● **Assigned task**
Where a line of the entries holds the string "JudgmentClient", copy that line.

● **Extracted records**
+-------+

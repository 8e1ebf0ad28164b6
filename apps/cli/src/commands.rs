//! CLI command definitions, routing, and tracing setup.

use std::process::ExitCode;
use std::sync::Arc;

use clap::{Parser, Subcommand};
use color_eyre::eyre::Result;
use indicatif::{ProgressBar, ProgressStyle};
use tracing::{debug, info};

use bitfunnel_core::{
    Collaborators, JsonFileSink, Orchestrator, PipelineProgress, QueryPlanner, RunOutcome,
};
use bitfunnel_judgment::{CachedJudgment, ChatCompletionsClient, JudgmentClient};
use bitfunnel_shared::{
    AppConfig, Candidate, PersistenceSink, PipelineConfig, ProcessingRecord, ScreeningMode,
    init_config, load_config, validate_api_keys,
};
use bitfunnel_youtube::YouTubeProvider;

/// Bits shown per record in the run summary.
const SUMMARY_BITS: usize = 3;

// ---------------------------------------------------------------------------
// CLI structure
// ---------------------------------------------------------------------------

/// bitfunnel — curate riffable comments from videos.
#[derive(Parser)]
#[command(
    name = "bitfunnel",
    version,
    about = "Screen, reduce and turn video comments into quality-checked comedy bits.",
    long_about = None,
)]
pub(crate) struct Cli {
    /// Log format: text (default) or json.
    #[arg(long, default_value = "text", global = true)]
    pub log_format: LogFormat,

    /// Verbosity level (-v, -vv, -vvv).
    #[arg(short, long, action = clap::ArgAction::Count, global = true)]
    pub verbose: u8,

    #[command(subcommand)]
    pub command: Command,
}

/// Log output format.
#[derive(Clone, Debug, clap::ValueEnum)]
pub(crate) enum LogFormat {
    Text,
    Json,
}

/// Top-level CLI subcommands.
#[derive(Subcommand)]
pub(crate) enum Command {
    /// Run the funnel for a free-text request.
    Run(RunArgs),

    /// Configuration management.
    Config {
        /// Config subcommand.
        #[command(subcommand)]
        action: ConfigAction,
    },
}

/// Flags of `bitfunnel run`. Each overrides the config file.
#[derive(clap::Args, Debug, Default)]
pub(crate) struct RunArgs {
    /// What to look for, in plain words.
    pub query: String,

    /// Videos requested per search term.
    #[arg(long)]
    pub max_videos: Option<usize>,

    /// Comments fetched per screened-in video.
    #[arg(long)]
    pub max_comments: Option<usize>,

    /// Quality bar handed to the reviewer (0-10).
    #[arg(long)]
    pub quality_threshold: Option<f64>,

    /// Screening pass threshold (0-10). Defaults to the mode's threshold.
    #[arg(long)]
    pub screening_threshold: Option<f64>,

    /// Generation attempts per video.
    #[arg(long)]
    pub max_retry: Option<u32>,

    /// Screening mode: content-aware or items-only.
    #[arg(long, value_parser = parse_screening_mode)]
    pub screening_mode: Option<ScreeningMode>,

    /// Videos analysed at once after screening.
    #[arg(long)]
    pub concurrency: Option<usize>,

    /// Directory for result files.
    #[arg(short, long)]
    pub output: Option<String>,

    /// Do not write a result file.
    #[arg(long)]
    pub no_save: bool,

    /// Send every judgment request, even repeated ones.
    #[arg(long)]
    pub no_cache: bool,

    /// Hide the progress spinner.
    #[arg(short, long)]
    pub quiet: bool,
}

/// Config subcommands.
#[derive(Subcommand)]
pub(crate) enum ConfigAction {
    /// Initialize config file with defaults.
    Init,
    /// Show resolved configuration.
    Show,
}

fn parse_screening_mode(s: &str) -> std::result::Result<ScreeningMode, String> {
    s.parse().map_err(|e: bitfunnel_shared::FunnelError| e.to_string())
}

// ---------------------------------------------------------------------------
// Tracing setup
// ---------------------------------------------------------------------------

/// Initialize tracing based on CLI flags.
pub(crate) fn init_tracing(cli: &Cli) {
    use tracing_subscriber::{EnvFilter, fmt};

    let filter = match cli.verbose {
        0 => "bitfunnel=info",
        1 => "bitfunnel=debug",
        _ => "bitfunnel=trace",
    };

    let env_filter = EnvFilter::try_from_default_env()
        .unwrap_or_else(|_| EnvFilter::new(filter));

    match cli.log_format {
        LogFormat::Text => {
            fmt()
                .with_env_filter(env_filter)
                .with_target(false)
                .with_writer(std::io::stderr)
                .init();
        }
        LogFormat::Json => {
            fmt()
                .json()
                .with_env_filter(env_filter)
                .with_writer(std::io::stderr)
                .init();
        }
    }
}

// ---------------------------------------------------------------------------
// Command dispatch
// ---------------------------------------------------------------------------

/// Run the CLI command.
pub(crate) async fn run(cli: Cli) -> Result<ExitCode> {
    match cli.command {
        Command::Run(args) => cmd_run(args).await,
        Command::Config { action } => {
            match action {
                ConfigAction::Init => cmd_config_init().await?,
                ConfigAction::Show => cmd_config_show().await?,
            }
            Ok(ExitCode::SUCCESS)
        }
    }
}

/// Fold `run` flags into the loaded config.
fn apply_overrides(config: &mut AppConfig, args: &RunArgs) {
    let pipeline = &mut config.pipeline;
    if let Some(n) = args.max_videos {
        pipeline.max_candidates_per_term = n;
    }
    if let Some(n) = args.max_comments {
        pipeline.max_items_per_candidate = n;
    }
    if let Some(t) = args.quality_threshold {
        pipeline.quality_threshold = t;
    }
    if let Some(t) = args.screening_threshold {
        pipeline.screening_threshold = Some(t);
    }
    if let Some(n) = args.max_retry {
        pipeline.max_retry = n;
    }
    if let Some(mode) = args.screening_mode {
        pipeline.screening_mode = mode;
    }
    if let Some(n) = args.concurrency {
        pipeline.analysis_concurrency = n;
    }
    if let Some(dir) = &args.output {
        config.output.dir = dir.clone();
    }
    if args.no_cache {
        config.judgment.cache = false;
    }
}

async fn cmd_run(args: RunArgs) -> Result<ExitCode> {
    let mut config = load_config()?;
    apply_overrides(&mut config, &args);
    validate_api_keys(&config)?;

    let pipeline = PipelineConfig::from(&config);
    pipeline.validate()?;

    let http: Arc<dyn JudgmentClient> =
        Arc::new(ChatCompletionsClient::from_config(&config.judgment)?);
    let cache = config
        .judgment
        .cache
        .then(|| Arc::new(CachedJudgment::new(http.clone())));
    let client: Arc<dyn JudgmentClient> = match &cache {
        Some(cache) => cache.clone() as Arc<dyn JudgmentClient>,
        None => http,
    };

    let youtube = Arc::new(YouTubeProvider::from_config(&config.youtube)?);
    let sink: Option<Arc<dyn PersistenceSink>> = if args.no_save {
        None
    } else {
        let sink = JsonFileSink::new(&config.output.dir);
        debug!(dir = %sink.dir().display(), "results directory");
        Some(Arc::new(sink))
    };

    let collaborators = Collaborators {
        planner: Arc::new(QueryPlanner::new(client.clone(), pipeline.planning.clone())),
        discovery: youtube.clone(),
        content: youtube.clone(),
        items: youtube,
        sink,
    };

    info!(
        query = %args.query,
        mode = ?pipeline.screening_mode,
        max_retry = pipeline.max_retry,
        quality_threshold = pipeline.quality_threshold,
        "starting run"
    );

    let mut orchestrator = Orchestrator::new(pipeline, client, collaborators)?;
    if !args.quiet {
        orchestrator = orchestrator.with_progress(Arc::new(CliProgress::new()));
    }

    let outcome = match orchestrator.run(&args.query).await {
        Ok(outcome) => outcome,
        Err(e) if e.aborts_run() => {
            eprintln!("  {e}");
            return Ok(ExitCode::FAILURE);
        }
        Err(e) => return Err(e.into()),
    };
    print_summary(&outcome);

    if let Some(cache) = &cache {
        let stats = cache.stats();
        info!(hits = stats.hits, misses = stats.misses, "judgment cache");
    }

    if outcome.records.is_empty() {
        return Ok(ExitCode::FAILURE);
    }
    Ok(ExitCode::SUCCESS)
}

fn print_summary(outcome: &RunOutcome) {
    println!();
    println!("  Run:        {}", outcome.run_id);
    println!("  Terms:      {}", outcome.terms.join(", "));
    println!("  Discovered: {}", outcome.discovered);
    println!("  Screened:   {} passed", outcome.screened_in);
    println!(
        "  Records:    {} ({} degraded, {} dropped)",
        outcome.records.len(),
        outcome.degraded_count(),
        outcome.dropped
    );
    if let Some(location) = &outcome.saved_to {
        println!("  Saved:      {location}");
    }
    println!("  Time:       {:.1}s", outcome.elapsed.as_secs_f64());
    println!();

    if outcome.records.is_empty() {
        println!("  No videos made it through the funnel.");
        println!();
        return;
    }

    for (i, record) in outcome.records.iter().enumerate() {
        print_record(i + 1, record);
    }
}

fn print_record(index: usize, record: &ProcessingRecord) {
    let status = if record.degraded { "DEGRADED" } else { "ACCEPTED" };
    println!("  {index}. {}", record.candidate.title);
    println!("     {}", record.candidate.url);
    println!(
        "     {status} after {} attempt(s) | screening {:.1} | quality {:.1} | {} bits",
        record.attempt_count,
        record.screening_verdict.score,
        record.final_quality_verdict.total_score,
        record.final_artifact.len()
    );

    for bit in record.final_artifact.iter().take(SUMMARY_BITS) {
        println!("     - [{}] {}", bit.category_tag, bit.source_item);
        println!("       > {}", bit.retort_example);
        if let Some(moment) = &bit.related_moment {
            println!("         @ {} {}", moment.timestamp, moment.description);
        }
    }
    if record.final_artifact.len() > SUMMARY_BITS {
        println!(
            "     ... {} more",
            record.final_artifact.len() - SUMMARY_BITS
        );
    }
    println!();
}

// ---------------------------------------------------------------------------
// CLI progress reporter
// ---------------------------------------------------------------------------

/// CLI progress reporter using an indicatif spinner.
struct CliProgress {
    spinner: ProgressBar,
}

impl CliProgress {
    fn new() -> Self {
        let spinner = ProgressBar::new_spinner();
        spinner.set_style(
            ProgressStyle::with_template("{spinner:.cyan} {msg}")
                .unwrap_or_else(|_| ProgressStyle::default_spinner())
                .tick_strings(&["⠋", "⠙", "⠹", "⠸", "⠼", "⠴", "⠦", "⠧", "⠇", "⠏"]),
        );
        spinner.enable_steady_tick(std::time::Duration::from_millis(80));
        Self { spinner }
    }
}

impl PipelineProgress for CliProgress {
    fn phase(&self, name: &str) {
        self.spinner.set_message(name.to_string());
    }

    fn screened(&self, passed: usize, total: usize) {
        self.spinner
            .println(format!("  screening: {passed}/{total} videos passed"));
    }

    fn attempt(&self, candidate: &Candidate, attempt: u32, max_retry: u32) {
        self.spinner.set_message(format!(
            "Generating [{attempt}/{max_retry}] {}",
            candidate.title
        ));
    }

    fn candidate_finished(&self, candidate: &Candidate, record: Option<&ProcessingRecord>) {
        let status = match record {
            Some(r) if r.degraded => "degraded",
            Some(_) => "accepted",
            None => "dropped",
        };
        self.spinner
            .println(format!("  {status}: {}", candidate.title));
    }

    fn done(&self, _outcome: &RunOutcome) {
        self.spinner.finish_and_clear();
    }
}

async fn cmd_config_init() -> Result<()> {
    let path = init_config()?;
    println!("Config initialized at: {}", path.display());
    Ok(())
}

async fn cmd_config_show() -> Result<()> {
    let config: AppConfig = load_config()?;
    let toml_str = toml::to_string_pretty(&config)?;
    println!("{toml_str}");
    Ok(())
}

#[cfg(test)]
mod tests {
    use super::*;

    #[test]
    fn parses_run_flags() {
        let cli = Cli::try_parse_from([
            "bitfunnel",
            "run",
            "bad parking",
            "--max-videos",
            "5",
            "--screening-mode",
            "items-only",
            "--no-save",
            "-vv",
        ])
        .unwrap();
        assert_eq!(cli.verbose, 2);
        let Command::Run(args) = cli.command else {
            panic!("expected run");
        };
        assert_eq!(args.query, "bad parking");
        assert_eq!(args.max_videos, Some(5));
        assert_eq!(args.screening_mode, Some(ScreeningMode::ItemsOnly));
        assert!(args.no_save);
    }

    #[test]
    fn rejects_unknown_screening_mode() {
        let result = Cli::try_parse_from(["bitfunnel", "run", "q", "--screening-mode", "fast"]);
        assert!(result.is_err());
    }

    #[test]
    fn overrides_replace_file_values() {
        let mut config = AppConfig::default();
        let args = RunArgs {
            query: "q".into(),
            max_comments: Some(80),
            quality_threshold: Some(8.0),
            max_retry: Some(3),
            output: Some("results".into()),
            no_cache: true,
            ..Default::default()
        };
        apply_overrides(&mut config, &args);

        assert_eq!(config.pipeline.max_items_per_candidate, 80);
        assert_eq!(config.pipeline.quality_threshold, 8.0);
        assert_eq!(config.pipeline.max_retry, 3);
        assert_eq!(config.pipeline.max_candidates_per_term, 3);
        assert_eq!(config.output.dir, "results");
        assert!(!config.judgment.cache);
    }
}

+-------+

● **Worked solution**
use bitfunnel_judgment::{CachedJudgment, ChatCompletionsClient, JudgmentClient};
    let http: Arc<dyn JudgmentClient> =
    let client: Arc<dyn JudgmentClient> = match &cache {
        Some(cache) => cache.clone() as Arc<dyn JudgmentClient>,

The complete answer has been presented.